____ Data for review

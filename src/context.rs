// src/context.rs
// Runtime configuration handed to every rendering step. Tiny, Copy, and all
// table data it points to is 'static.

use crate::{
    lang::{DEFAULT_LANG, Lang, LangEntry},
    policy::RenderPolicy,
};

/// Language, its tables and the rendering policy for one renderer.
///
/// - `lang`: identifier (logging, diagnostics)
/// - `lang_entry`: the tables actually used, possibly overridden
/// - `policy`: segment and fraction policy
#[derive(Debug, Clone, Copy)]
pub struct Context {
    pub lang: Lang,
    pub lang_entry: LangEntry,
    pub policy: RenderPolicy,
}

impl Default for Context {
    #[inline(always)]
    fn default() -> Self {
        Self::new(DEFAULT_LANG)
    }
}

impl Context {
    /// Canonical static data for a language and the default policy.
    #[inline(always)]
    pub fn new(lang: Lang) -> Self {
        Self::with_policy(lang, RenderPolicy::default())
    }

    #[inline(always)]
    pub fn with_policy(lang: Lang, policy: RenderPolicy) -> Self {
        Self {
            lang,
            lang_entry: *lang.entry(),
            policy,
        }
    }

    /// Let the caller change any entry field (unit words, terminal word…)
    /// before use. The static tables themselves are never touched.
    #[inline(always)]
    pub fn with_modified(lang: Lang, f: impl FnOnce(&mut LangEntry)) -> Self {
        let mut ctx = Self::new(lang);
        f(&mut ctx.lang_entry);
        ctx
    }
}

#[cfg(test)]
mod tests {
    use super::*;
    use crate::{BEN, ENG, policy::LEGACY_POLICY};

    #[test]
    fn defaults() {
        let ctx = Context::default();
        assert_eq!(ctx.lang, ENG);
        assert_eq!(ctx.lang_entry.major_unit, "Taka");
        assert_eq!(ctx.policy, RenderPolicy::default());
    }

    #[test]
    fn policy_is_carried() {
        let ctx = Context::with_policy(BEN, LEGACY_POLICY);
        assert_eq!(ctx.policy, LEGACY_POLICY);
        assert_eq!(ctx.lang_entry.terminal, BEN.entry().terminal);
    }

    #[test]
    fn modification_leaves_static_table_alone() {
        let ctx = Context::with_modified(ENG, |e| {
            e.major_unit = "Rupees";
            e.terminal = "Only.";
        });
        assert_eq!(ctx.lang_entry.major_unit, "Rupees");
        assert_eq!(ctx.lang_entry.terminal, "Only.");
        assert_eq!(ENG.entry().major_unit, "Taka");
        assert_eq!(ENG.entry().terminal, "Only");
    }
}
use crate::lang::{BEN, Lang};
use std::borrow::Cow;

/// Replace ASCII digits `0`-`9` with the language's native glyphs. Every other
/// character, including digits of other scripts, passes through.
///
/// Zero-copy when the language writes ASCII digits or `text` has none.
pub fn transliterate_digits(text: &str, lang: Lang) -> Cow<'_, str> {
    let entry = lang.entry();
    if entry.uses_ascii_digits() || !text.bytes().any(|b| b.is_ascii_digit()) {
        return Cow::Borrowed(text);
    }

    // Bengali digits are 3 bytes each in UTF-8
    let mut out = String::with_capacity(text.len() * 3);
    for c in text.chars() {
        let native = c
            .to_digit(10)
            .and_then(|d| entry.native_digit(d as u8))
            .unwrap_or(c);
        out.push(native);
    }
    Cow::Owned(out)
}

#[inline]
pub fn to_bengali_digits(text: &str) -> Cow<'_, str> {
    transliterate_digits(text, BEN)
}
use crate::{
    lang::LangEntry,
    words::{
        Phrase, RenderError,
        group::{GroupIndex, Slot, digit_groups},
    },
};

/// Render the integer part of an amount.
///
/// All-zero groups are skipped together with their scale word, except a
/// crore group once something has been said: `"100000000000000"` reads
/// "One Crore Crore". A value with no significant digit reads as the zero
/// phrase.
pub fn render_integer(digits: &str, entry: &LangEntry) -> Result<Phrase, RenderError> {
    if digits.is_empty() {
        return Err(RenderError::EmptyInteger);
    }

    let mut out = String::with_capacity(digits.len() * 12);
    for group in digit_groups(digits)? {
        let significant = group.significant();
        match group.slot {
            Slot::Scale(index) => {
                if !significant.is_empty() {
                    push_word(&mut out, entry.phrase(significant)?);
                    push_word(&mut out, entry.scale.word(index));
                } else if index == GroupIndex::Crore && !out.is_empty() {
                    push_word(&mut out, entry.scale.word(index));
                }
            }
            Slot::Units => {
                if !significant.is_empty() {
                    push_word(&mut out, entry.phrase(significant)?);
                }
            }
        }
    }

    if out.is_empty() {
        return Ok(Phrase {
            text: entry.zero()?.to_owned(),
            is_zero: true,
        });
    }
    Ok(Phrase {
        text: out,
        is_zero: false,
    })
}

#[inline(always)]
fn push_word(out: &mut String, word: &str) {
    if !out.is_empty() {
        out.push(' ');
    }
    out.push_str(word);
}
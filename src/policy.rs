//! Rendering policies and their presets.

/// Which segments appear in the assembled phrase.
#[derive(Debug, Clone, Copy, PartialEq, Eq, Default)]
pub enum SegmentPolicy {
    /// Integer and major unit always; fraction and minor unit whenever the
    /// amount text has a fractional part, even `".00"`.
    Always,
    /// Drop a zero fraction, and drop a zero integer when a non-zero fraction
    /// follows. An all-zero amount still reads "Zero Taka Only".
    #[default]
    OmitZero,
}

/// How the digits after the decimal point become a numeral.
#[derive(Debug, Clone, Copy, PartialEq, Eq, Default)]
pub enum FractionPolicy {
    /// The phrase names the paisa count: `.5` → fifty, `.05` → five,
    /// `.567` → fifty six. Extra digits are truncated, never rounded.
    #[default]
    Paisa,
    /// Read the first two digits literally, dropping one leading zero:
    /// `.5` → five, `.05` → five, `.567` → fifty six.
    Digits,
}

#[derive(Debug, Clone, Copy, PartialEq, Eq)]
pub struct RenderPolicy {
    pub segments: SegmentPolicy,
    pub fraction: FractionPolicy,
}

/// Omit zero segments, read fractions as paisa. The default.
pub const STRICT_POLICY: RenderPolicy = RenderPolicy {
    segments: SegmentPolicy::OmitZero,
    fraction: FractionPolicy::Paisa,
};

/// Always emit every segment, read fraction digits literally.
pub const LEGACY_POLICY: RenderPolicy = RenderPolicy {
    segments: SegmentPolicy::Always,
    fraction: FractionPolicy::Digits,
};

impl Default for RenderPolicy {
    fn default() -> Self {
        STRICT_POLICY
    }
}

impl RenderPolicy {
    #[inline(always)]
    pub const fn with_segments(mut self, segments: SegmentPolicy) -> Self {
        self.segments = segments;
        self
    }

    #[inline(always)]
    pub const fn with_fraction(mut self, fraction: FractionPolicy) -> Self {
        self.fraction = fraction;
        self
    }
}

________

● **Exercise details**
The entries above must be output exactly, with every line preserved.

● **Written solution**
filename src/context.rs
// src/context.rs
// Runtime configuration handed to every rendering step. Tiny, Copy, and all
// table data it points to is 'static.

use crate::{
    lang::{DEFAULT_LANG, Lang, LangEntry},
    policy::RenderPolicy,
};

/// Language, its tables and the rendering policy for one renderer.
///
/// - `lang`: identifier (logging, diagnostics)
/// - `lang_entry`: the tables actually used, possibly overridden
/// - `policy`: segment and fraction policy
#[derive(Debug, Clone, Copy)]
pub struct Context {
    pub lang: Lang,
    pub lang_entry: LangEntry,
    pub policy: RenderPolicy,
}

impl Default for Context {
    #[inline(always)]
    fn default() -> Self {
        Self::new(DEFAULT_LANG)
    }
}

impl Context {
    /// Canonical static data for a language and the default policy.
    #[inline(always)]
    pub fn new(lang: Lang) -> Self {
        Self::with_policy(lang, RenderPolicy::default())
    }

    #[inline(always)]
    pub fn with_policy(lang: Lang, policy: RenderPolicy) -> Self {
        Self {
            lang,
            lang_entry: *lang.entry(),
            policy,
        }
    }

    /// Let the caller change any entry field (unit words, terminal word…)
    /// before use. The static tables themselves are never touched.
    #[inline(always)]
    pub fn with_modified(lang: Lang, f: impl FnOnce(&mut LangEntry)) -> Self {
        let mut ctx = Self::new(lang);
        f(&mut ctx.lang_entry);
        ctx
    }
}

#[cfg(test)]
mod tests {
    use super::*;
    use crate::{BEN, ENG, policy::LEGACY_POLICY};

    #[test]
    fn defaults() {
        let ctx = Context::default();
        assert_eq!(ctx.lang, ENG);
        assert_eq!(ctx.lang_entry.major_unit, "Taka");
        assert_eq!(ctx.policy, RenderPolicy::default());
    }

    #[test]
    fn policy_is_carried() {
        let ctx = Context::with_policy(BEN, LEGACY_POLICY);
        assert_eq!(ctx.policy, LEGACY_POLICY);
        assert_eq!(ctx.lang_entry.terminal, BEN.entry().terminal);
    }

    #[test]
    fn modification_leaves_static_table_alone() {
        let ctx = Context::with_modified(ENG, |e| {
            e.major_unit = "Rupees";
            e.terminal = "Only.";
        });
        assert_eq!(ctx.lang_entry.major_unit, "Rupees");
        assert_eq!(ctx.lang_entry.terminal, "Only.");
        assert_eq!(ENG.entry().major_unit, "Taka");
        assert_eq!(ENG.entry().terminal, "Only");
    }
}
use crate::lang::{BEN, Lang};
use std::borrow::Cow;

/// Replace ASCII digits `0`-`9` with the language's native glyphs. Every other
/// character, including digits of other scripts, passes through.
///
/// Zero-copy when the language writes ASCII digits or `text` has none.
pub fn transliterate_digits(text: &str, lang: Lang) -> Cow<'_, str> {
    let entry = lang.entry();
    if entry.uses_ascii_digits() || !text.bytes().any(|b| b.is_ascii_digit()) {
        return Cow::Borrowed(text);
    }

    // Bengali digits are 3 bytes each in UTF-8
    let mut out = String::with_capacity(text.len() * 3);
    for c in text.chars() {
        let native = c
            .to_digit(10)
            .and_then(|d| entry.native_digit(d as u8))
            .unwrap_or(c);
        out.push(native);
    }
    Cow::Owned(out)
}

#[inline]
pub fn to_bengali_digits(text: &str) -> Cow<'_, str> {
    transliterate_digits(text, BEN)
}
use crate::{
    lang::LangEntry,
    words::{
        Phrase, RenderError,
        group::{GroupIndex, Slot, digit_groups},
    },
};

/// Render the integer part of an amount.
///
/// All-zero groups are skipped together with their scale word, except a
/// crore group once something has been said: `"100000000000000"` reads
/// "One Crore Crore". A value with no significant digit reads as the zero
/// phrase.
pub fn render_integer(digits: &str, entry: &LangEntry) -> Result<Phrase, RenderError> {
    if digits.is_empty() {
        return Err(RenderError::EmptyInteger);
    }

    let mut out = String::with_capacity(digits.len() * 12);
    for group in digit_groups(digits)? {
        let significant = group.significant();
        match group.slot {
            Slot::Scale(index) => {
                if !significant.is_empty() {
                    push_word(&mut out, entry.phrase(significant)?);
                    push_word(&mut out, entry.scale.word(index));
                } else if index == GroupIndex::Crore && !out.is_empty() {
                    push_word(&mut out, entry.scale.word(index));
                }
            }
            Slot::Units => {
                if !significant.is_empty() {
                    push_word(&mut out, entry.phrase(significant)?);
                }
            }
        }
    }

    if out.is_empty() {
        return Ok(Phrase {
            text: entry.zero()?.to_owned(),
            is_zero: true,
        });
    }
    Ok(Phrase {
        text: out,
        is_zero: false,
    })
}

#[inline(always)]
fn push_word(out: &mut String, word: &str) {
    if !out.is_empty() {
        out.push(' ');
    }
    out.push_str(word);
}
filename src/policy.rs
//! Rendering policies and their presets.

/// Which segments appear in the assembled phrase.
#[derive(Debug, Clone, Copy, PartialEq, Eq, Default)]
pub enum SegmentPolicy {
    /// Integer and major unit always; fraction and minor unit whenever the
    /// amount text has a fractional part, even `".00"`.
    Always,
    /// Drop a zero fraction, and drop a zero integer when a non-zero fraction
    /// follows. An all-zero amount still reads "Zero Taka Only".
    #[default]
    OmitZero,
}

/// How the digits after the decimal point become a numeral.
#[derive(Debug, Clone, Copy, PartialEq, Eq, Default)]
pub enum FractionPolicy {
    /// The phrase names the paisa count: `.5` → fifty, `.05` → five,
    /// `.567` → fifty six. Extra digits are truncated, never rounded.
    #[default]
    Paisa,
    /// Read the first two digits literally, dropping one leading zero:
    /// `.5` → five, `.05` → five, `.567` → fifty six.
    Digits,
}

#[derive(Debug, Clone, Copy, PartialEq, Eq)]
pub struct RenderPolicy {
    pub segments: SegmentPolicy,
    pub fraction: FractionPolicy,
}

/// Omit zero segments, read fractions as paisa. The default.
pub const STRICT_POLICY: RenderPolicy = RenderPolicy {
    segments: SegmentPolicy::OmitZero,
    fraction: FractionPolicy::Paisa,
};

/// Always emit every segment, read fraction digits literally.
pub const LEGACY_POLICY: RenderPolicy = RenderPolicy {
    segments: SegmentPolicy::Always,
    fraction: FractionPolicy::Digits,
};

impl Default for RenderPolicy {
    fn default() -> Self {
        STRICT_POLICY
    }
}

impl RenderPolicy {
    #[inline(always)]
    pub const fn with_segments(mut self, segments: SegmentPolicy) -> Self {
        self.segments = segments;
        self
    }

    #[inline(always)]
    pub const fn with_fraction(mut self, fraction: FractionPolicy) -> Self {
        self.fraction = fraction;
        self
    }
}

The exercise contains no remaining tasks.